INSTRUCTIONS FOR THE TASK
Filter the records below for the word "PodCpuSource". Keep each line that has it.
[[ RECORDS PROVIDED, beginning ]]
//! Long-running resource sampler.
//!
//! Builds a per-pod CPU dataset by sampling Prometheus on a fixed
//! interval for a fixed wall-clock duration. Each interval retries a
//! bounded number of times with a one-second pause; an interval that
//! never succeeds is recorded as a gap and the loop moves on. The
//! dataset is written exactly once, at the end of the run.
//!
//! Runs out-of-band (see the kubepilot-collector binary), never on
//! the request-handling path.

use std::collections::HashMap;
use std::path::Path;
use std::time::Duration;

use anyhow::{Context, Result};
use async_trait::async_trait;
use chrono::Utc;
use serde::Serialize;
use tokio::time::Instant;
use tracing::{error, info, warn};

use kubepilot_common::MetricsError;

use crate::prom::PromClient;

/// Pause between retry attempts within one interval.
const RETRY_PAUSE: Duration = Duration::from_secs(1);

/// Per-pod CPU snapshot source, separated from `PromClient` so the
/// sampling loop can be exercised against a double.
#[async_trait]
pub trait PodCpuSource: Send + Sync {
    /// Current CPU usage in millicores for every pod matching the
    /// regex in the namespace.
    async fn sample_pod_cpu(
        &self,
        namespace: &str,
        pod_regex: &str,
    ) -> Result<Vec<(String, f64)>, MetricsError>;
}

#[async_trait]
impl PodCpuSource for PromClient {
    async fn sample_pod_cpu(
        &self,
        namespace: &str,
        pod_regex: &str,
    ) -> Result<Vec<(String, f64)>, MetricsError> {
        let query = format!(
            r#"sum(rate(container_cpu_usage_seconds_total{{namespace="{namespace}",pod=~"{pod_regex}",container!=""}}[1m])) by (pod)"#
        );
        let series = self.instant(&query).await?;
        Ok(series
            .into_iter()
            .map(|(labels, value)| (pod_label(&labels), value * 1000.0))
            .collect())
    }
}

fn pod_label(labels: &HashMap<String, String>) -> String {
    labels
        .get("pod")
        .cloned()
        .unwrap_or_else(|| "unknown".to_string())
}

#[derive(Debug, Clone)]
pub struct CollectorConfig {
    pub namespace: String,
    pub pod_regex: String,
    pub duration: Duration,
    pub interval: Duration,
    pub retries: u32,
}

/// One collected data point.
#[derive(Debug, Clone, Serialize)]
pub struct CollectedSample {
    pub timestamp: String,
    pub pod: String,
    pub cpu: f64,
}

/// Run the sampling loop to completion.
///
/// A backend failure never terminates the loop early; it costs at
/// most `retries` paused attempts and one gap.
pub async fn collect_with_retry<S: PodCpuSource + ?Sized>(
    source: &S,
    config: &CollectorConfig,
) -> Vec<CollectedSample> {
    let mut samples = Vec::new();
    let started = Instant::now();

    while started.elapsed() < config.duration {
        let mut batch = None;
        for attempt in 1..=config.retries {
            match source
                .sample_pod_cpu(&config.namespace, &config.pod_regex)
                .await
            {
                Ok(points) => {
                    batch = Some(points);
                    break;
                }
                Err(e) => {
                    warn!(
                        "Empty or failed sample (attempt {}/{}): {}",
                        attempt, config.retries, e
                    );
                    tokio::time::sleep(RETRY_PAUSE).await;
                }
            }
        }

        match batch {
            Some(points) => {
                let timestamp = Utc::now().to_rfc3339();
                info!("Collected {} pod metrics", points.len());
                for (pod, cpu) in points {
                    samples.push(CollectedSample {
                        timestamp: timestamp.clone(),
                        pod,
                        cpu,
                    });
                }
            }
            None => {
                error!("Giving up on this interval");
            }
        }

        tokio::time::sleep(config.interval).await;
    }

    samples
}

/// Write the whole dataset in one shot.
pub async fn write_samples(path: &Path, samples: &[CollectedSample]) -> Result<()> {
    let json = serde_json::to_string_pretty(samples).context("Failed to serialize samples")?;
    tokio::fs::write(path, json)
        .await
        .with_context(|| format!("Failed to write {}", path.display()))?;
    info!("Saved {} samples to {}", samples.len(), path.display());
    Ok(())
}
[[ RECORDS PROVIDED, end ]]
[[ RECORDS PROVIDED, beginning ]]
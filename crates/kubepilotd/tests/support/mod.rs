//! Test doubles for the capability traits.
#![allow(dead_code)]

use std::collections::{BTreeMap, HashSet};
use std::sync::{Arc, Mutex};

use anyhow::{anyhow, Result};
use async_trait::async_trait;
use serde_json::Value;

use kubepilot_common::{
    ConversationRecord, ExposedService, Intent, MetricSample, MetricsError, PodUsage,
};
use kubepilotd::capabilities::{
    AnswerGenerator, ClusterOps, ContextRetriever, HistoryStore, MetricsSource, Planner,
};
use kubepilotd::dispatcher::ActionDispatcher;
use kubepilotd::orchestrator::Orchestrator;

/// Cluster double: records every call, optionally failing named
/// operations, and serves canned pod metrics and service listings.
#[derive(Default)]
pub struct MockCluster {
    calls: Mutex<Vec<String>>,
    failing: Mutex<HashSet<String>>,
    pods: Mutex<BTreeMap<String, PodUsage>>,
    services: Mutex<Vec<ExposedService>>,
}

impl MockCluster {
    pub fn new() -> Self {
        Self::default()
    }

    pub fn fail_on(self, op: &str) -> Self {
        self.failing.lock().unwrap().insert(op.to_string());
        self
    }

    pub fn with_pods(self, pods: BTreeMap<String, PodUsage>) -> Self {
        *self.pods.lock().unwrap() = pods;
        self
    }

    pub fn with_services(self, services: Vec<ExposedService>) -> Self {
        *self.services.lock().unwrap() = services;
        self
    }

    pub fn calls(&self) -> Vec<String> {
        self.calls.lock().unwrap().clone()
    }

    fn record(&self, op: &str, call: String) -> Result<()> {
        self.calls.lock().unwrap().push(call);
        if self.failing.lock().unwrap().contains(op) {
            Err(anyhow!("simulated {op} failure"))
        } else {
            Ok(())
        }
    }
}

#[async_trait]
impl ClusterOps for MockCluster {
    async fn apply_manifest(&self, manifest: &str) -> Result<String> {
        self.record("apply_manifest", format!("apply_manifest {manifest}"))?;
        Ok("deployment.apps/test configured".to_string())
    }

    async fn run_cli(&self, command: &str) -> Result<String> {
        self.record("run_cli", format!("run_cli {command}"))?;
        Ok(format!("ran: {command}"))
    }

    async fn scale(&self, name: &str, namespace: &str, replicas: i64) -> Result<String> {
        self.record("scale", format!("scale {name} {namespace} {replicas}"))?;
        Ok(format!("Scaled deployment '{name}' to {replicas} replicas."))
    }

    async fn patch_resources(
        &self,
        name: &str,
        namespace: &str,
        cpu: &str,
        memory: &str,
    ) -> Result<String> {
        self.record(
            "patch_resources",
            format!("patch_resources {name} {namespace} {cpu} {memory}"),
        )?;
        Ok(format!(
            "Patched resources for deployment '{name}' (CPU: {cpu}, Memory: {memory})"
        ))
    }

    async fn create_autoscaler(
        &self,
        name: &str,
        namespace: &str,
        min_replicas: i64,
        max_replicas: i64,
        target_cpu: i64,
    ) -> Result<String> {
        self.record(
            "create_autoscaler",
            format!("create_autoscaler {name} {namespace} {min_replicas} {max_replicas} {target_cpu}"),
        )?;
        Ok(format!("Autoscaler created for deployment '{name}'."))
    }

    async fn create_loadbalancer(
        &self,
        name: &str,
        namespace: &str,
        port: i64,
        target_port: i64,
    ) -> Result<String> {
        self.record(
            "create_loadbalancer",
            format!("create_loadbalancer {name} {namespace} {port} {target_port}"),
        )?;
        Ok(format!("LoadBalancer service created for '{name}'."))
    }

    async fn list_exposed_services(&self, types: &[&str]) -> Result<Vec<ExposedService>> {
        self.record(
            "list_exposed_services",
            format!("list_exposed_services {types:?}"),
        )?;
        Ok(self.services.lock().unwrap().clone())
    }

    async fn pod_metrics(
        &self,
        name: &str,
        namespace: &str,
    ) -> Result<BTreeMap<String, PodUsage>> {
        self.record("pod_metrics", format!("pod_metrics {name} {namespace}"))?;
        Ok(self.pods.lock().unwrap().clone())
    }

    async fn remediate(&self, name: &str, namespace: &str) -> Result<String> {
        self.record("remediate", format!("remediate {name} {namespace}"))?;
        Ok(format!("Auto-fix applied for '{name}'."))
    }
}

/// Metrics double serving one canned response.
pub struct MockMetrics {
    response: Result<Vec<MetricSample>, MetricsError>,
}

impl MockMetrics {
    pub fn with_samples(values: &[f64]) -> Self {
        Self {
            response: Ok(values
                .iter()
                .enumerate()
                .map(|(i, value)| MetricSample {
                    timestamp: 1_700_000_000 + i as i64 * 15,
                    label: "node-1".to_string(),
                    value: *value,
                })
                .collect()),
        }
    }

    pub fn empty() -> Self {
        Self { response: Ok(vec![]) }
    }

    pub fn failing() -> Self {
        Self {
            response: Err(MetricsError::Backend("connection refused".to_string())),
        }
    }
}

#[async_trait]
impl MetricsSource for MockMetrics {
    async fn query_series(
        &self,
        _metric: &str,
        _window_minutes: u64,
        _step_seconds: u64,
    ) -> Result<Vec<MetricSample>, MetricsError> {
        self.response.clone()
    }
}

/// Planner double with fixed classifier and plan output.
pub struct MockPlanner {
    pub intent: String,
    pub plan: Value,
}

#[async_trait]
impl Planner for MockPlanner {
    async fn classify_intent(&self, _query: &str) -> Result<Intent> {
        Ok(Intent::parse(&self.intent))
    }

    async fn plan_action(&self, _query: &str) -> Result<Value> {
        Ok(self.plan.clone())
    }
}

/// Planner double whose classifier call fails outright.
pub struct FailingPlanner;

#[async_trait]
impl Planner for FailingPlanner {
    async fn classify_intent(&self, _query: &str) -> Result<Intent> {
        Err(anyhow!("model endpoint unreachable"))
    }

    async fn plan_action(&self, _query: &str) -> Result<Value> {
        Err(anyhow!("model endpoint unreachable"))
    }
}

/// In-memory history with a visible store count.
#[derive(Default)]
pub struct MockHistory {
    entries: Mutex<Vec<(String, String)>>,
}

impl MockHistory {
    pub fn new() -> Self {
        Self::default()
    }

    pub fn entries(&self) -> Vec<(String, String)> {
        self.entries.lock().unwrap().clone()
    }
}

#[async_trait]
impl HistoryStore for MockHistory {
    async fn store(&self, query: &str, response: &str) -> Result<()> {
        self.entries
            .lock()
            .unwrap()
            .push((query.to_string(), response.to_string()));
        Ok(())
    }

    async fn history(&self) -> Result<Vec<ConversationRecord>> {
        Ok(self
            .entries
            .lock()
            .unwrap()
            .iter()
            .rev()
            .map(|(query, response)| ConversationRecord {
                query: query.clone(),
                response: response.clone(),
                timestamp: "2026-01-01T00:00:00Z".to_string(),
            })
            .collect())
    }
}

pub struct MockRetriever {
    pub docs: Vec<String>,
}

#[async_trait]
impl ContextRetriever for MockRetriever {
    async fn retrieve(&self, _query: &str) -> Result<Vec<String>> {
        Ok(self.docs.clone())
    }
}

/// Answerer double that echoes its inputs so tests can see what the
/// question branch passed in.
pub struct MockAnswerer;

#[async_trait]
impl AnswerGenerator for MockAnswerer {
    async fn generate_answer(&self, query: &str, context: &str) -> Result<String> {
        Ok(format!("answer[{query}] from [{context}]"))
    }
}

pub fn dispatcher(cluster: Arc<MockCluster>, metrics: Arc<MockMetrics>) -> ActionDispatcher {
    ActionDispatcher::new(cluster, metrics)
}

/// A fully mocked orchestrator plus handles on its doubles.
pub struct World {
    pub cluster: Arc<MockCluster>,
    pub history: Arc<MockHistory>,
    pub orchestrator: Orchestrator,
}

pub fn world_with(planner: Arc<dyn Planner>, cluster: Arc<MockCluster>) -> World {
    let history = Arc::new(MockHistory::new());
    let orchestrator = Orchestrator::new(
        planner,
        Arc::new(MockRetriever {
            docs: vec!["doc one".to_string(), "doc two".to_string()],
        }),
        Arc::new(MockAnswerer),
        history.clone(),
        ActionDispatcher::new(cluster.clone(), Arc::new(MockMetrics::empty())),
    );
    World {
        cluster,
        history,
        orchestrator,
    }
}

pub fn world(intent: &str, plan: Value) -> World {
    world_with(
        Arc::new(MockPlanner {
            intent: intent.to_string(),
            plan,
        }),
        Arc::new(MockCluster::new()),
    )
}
[[ RECORDS PROVIDED, end ]]
WORKED SOLUTION
pub trait PodCpuSource: Send + Sync {
impl PodCpuSource for PromClient {
pub async fn collect_with_retry<S: PodCpuSource + ?Sized>(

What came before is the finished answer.